The reason of that I wanted to cross-compile the C-library is that I needed
to
produce two cross-compilers: one for FreeBSD and the other for Linux,
so I didn't need to take libs from those two.  I thought glibc would be
suitable
for both target systems.

> > And I also suppose I must compile newlib instead of glibc since the
latter is
> > only applicable for linux, right?
>
>  Wrong, and right, FreeBSD has its own 'BSD-like' headers and libraries,
which
> one receives as prebuilt with a FreeBSD-distribution.
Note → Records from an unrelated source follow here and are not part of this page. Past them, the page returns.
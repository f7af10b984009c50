//! Durchsatz-Statistik einer Pipeline
//!
//! Der Senken-Thread verbucht jeden erfolgreichen Schreibvorgang in den
//! gemeinsamen `StatsCounters`. Ein Snapshot wird unter dem Lock erstellt und
//! ist damit in sich konsistent.

use std::sync::atomic::{AtomicU64, AtomicUsize, Ordering};
use std::sync::Arc;
use std::thread::{self, JoinHandle};
use std::time::{Duration, Instant};

use crossbeam_channel::{Receiver, RecvTimeoutError};
use parking_lot::Mutex;
use sysinfo::{Pid, ProcessRefreshKind, ProcessesToUpdate, System};
use tracing::{debug, trace};

use crate::error::{AudioError, AudioResult};
use crate::observer::{report, PipelineDisplay};

/// Standard-Intervall des Statistik-Threads
pub const DEFAULT_INTERVAL: Duration = Duration::from_millis(300);

/// Unveraenderliche Momentaufnahme
#[derive(Debug, Clone, Copy, PartialEq, Eq, Default)]
pub struct StatsSnapshot {
    /// Zeit seit Start der Pipeline
    pub elapsed: Duration,
    pub bytes_transferred: u64,
    pub frames_transferred: u64,
    /// Aus der Quelle gelesene Bytes (vor den Stufen)
    pub bytes_read: u64,
    /// Resident Set Size des Prozesses in Bytes (0 wenn unbekannt)
    pub process_memory: u64,
    /// (gepufferte Frames + 1) * Frame-Dauer + Senken-Latenz
    pub latency_estimate: Duration,
}

impl StatsSnapshot {
    /// Uebertragene Bytes in MB (fuer Anzeigen)
    pub fn megabytes(&self) -> f64 {
        self.bytes_transferred as f64 / 1_000_000.0
    }

    pub fn memory_megabytes(&self) -> f64 {
        self.process_memory as f64 / 1_000_000.0
    }

    /// Gelesene zu geschriebenen Bytes; `None` solange nichts geschrieben wurde
    pub fn compression_ratio(&self) -> Option<f64> {
        if self.bytes_transferred == 0 || self.bytes_read == 0 {
            return None;
        }
        Some(self.bytes_read as f64 / self.bytes_transferred as f64)
    }
}

#[derive(Debug, Default)]
struct CounterState {
    started: Option<Instant>,
    stopped: Option<Instant>,
    bytes: u64,
    frames: u64,
    bytes_read: u64,
}

/// Gemeinsame Zaehler; billig klonbar
#[derive(Debug, Clone, Default)]
pub struct StatsCounters {
    state: Arc<Mutex<CounterState>>,
}

impl StatsCounters {
    pub fn new() -> Self {
        Self::default()
    }

    /// Startet die Zeitmessung
    pub fn start(&self) {
        let mut state = self.state.lock();
        state.started = Some(Instant::now());
        state.stopped = None;
    }

    /// Friert `elapsed` ein (Pipeline beendet)
    pub fn stop(&self) {
        let mut state = self.state.lock();
        if state.started.is_some() && state.stopped.is_none() {
            state.stopped = Some(Instant::now());
        }
    }

    /// Verbucht einen geschriebenen Frame
    pub fn record(&self, bytes: usize) {
        let mut state = self.state.lock();
        state.bytes += bytes as u64;
        state.frames += 1;
    }

    /// Verbucht einen aus der Quelle gelesenen Frame
    pub fn record_read(&self, bytes: usize) {
        self.state.lock().bytes_read += bytes as u64;
    }

    pub fn bytes(&self) -> u64 {
        self.state.lock().bytes
    }

    pub fn frames(&self) -> u64 {
        self.state.lock().frames
    }

    /// Konsistente Momentaufnahme der Zaehler
    pub fn snapshot(&self, process_memory: u64, latency_estimate: Duration) -> StatsSnapshot {
        let state = self.state.lock();
        let elapsed = match (state.started, state.stopped) {
            (Some(start), Some(stop)) => stop.duration_since(start),
            (Some(start), None) => start.elapsed(),
            _ => Duration::ZERO,
        };
        StatsSnapshot {
            elapsed,
            bytes_transferred: state.bytes,
            frames_transferred: state.frames,
            bytes_read: state.bytes_read,
            process_memory,
            latency_estimate,
        }
    }
}

/// Latenz-Schaetzung: `(buffered + 1) * frame_period + sink_latency`
pub fn latency_estimate(
    buffered: usize,
    frame_period: Duration,
    sink_latency: Option<Duration>,
) -> Duration {
    frame_period * (buffered as u32 + 1) + sink_latency.unwrap_or_default()
}

/// Liest den Speicherverbrauch des eigenen Prozesses
pub struct ProcessMemory {
    system: System,
    pid: Option<Pid>,
}

impl ProcessMemory {
    pub fn new() -> Self {
        let pid = match sysinfo::get_current_pid() {
            Ok(pid) => Some(pid),
            Err(e) => {
                debug!("Prozess-ID nicht ermittelbar: {e}");
                None
            }
        };
        Self {
            system: System::new(),
            pid,
        }
    }

    /// Resident Set Size in Bytes, 0 wenn nicht ermittelbar
    pub fn resident(&mut self) -> u64 {
        let Some(pid) = self.pid else {
            return 0;
        };
        self.system.refresh_processes_specifics(
            ProcessesToUpdate::Some(&[pid]),
            true,
            ProcessRefreshKind::nothing().with_memory(),
        );
        self.system.process(pid).map(|p| p.memory()).unwrap_or(0)
    }
}

impl Default for ProcessMemory {
    fn default() -> Self {
        Self::new()
    }
}

const NO_LATENCY: u64 = u64::MAX;

/// Werte fuer die Latenz-Schaetzung, vom Senken-Thread aktualisiert
#[derive(Debug, Clone)]
pub struct LatencyEstimator {
    inner: Arc<EstimatorInner>,
}

#[derive(Debug)]
struct EstimatorInner {
    frame_period: Duration,
    buffered: AtomicUsize,
    sink_latency_ns: AtomicU64,
}

impl LatencyEstimator {
    pub fn new(frame_period: Duration) -> Self {
        Self {
            inner: Arc::new(EstimatorInner {
                frame_period,
                buffered: AtomicUsize::new(0),
                sink_latency_ns: AtomicU64::new(NO_LATENCY),
            }),
        }
    }

    pub fn set_buffered(&self, frames: usize) {
        self.inner.buffered.store(frames, Ordering::Relaxed);
    }

    pub fn set_sink_latency(&self, latency: Option<Duration>) {
        let ns = latency.map_or(NO_LATENCY, |l| l.as_nanos().min(u64::MAX as u128 - 1) as u64);
        self.inner.sink_latency_ns.store(ns, Ordering::Relaxed);
    }

    pub fn estimate(&self) -> Duration {
        let ns = self.inner.sink_latency_ns.load(Ordering::Relaxed);
        let sink = (ns != NO_LATENCY).then(|| Duration::from_nanos(ns));
        latency_estimate(
            self.inner.buffered.load(Ordering::Relaxed),
            self.inner.frame_period,
            sink,
        )
    }
}

/// Periodischer Statistik-Thread
pub struct StatsReporter {
    counters: StatsCounters,
    latency: LatencyEstimator,
    memory: ProcessMemory,
    display: Arc<dyn PipelineDisplay>,
    interval: Duration,
}

impl StatsReporter {
    pub fn new(
        counters: StatsCounters,
        latency: LatencyEstimator,
        display: Arc<dyn PipelineDisplay>,
        interval: Duration,
    ) -> Self {
        Self {
            counters,
            latency,
            memory: ProcessMemory::new(),
            display,
            interval,
        }
    }

    /// Aktuelle Momentaufnahme inkl. Speicher und Latenz
    pub fn sample(&mut self) -> StatsSnapshot {
        let memory = self.memory.resident();
        self.counters.snapshot(memory, self.latency.estimate())
    }

    /// Startet den Thread. Er sendet im Intervall einen Snapshot an die
    /// Anzeige, bis `shutdown` getrennt wird, und liefert zum Schluss einen
    /// letzten Snapshot zurueck (der ebenfalls angezeigt wird).
    pub fn spawn(mut self, shutdown: Receiver<()>) -> AudioResult<JoinHandle<StatsSnapshot>> {
        thread::Builder::new()
            .name("sonance-stats".into())
            .spawn(move || {
                loop {
                    match shutdown.recv_timeout(self.interval) {
                        Err(RecvTimeoutError::Timeout) => {
                            let snapshot = self.sample();
                            report(self.display.show_stats(&snapshot), "Statistik");
                        }
                        Ok(()) | Err(RecvTimeoutError::Disconnected) => break,
                    }
                }
                let last = self.sample();
                report(self.display.show_stats(&last), "Statistik");
                trace!(bytes = last.bytes_transferred, "Statistik-Thread beendet");
                last
            })
            .map_err(|e| AudioError::Konfiguration(format!("Statistik-Thread: {e}")))
    }
}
Of course the
FreeBSD C-
> library sources are also available, but there should be some sane reason
for the
> recompile, like after fixing many bugs in the C-library. Of course the
rebuild
> of the C-library can be a good test for the cross-compiler, but testing
the C-
> library after the rebuild may be quite time-consuming. So taking the
prebuilt
> libs from a suitable FreeBSD-distribution of from the target
FreeBSD-machine is
> much easier. The FreeBSD-distribution may not be newer than the one used
in the
> target system... Them being just the same is the ideal case, but backward-
> compatability should work and using '4.[1-3]' stuff in the toolchain
should say
> that the produced binaries will run on the current 'FreeBSD 4.4' or
something...
>

So if I need to make a FreeBSD-target cross-compiler, I need the FreeBSD
C-library,
since if even I compiled newlib the compiler would produce executables that
wouldn't run
on an arbitrary FreeBSD system, right?

>  You haven't mentioned the target FreeBSD-version... Some years ago also
FreeBSD
> started to use ELF and the target name is now 'i586-freebsdelf' or
something, not
> 'i586-freebsd', which means the older 'aout'-based FreeBSD before the
version 3.0
> which was ELF-based...

Thanks for this notice, I didn't know that.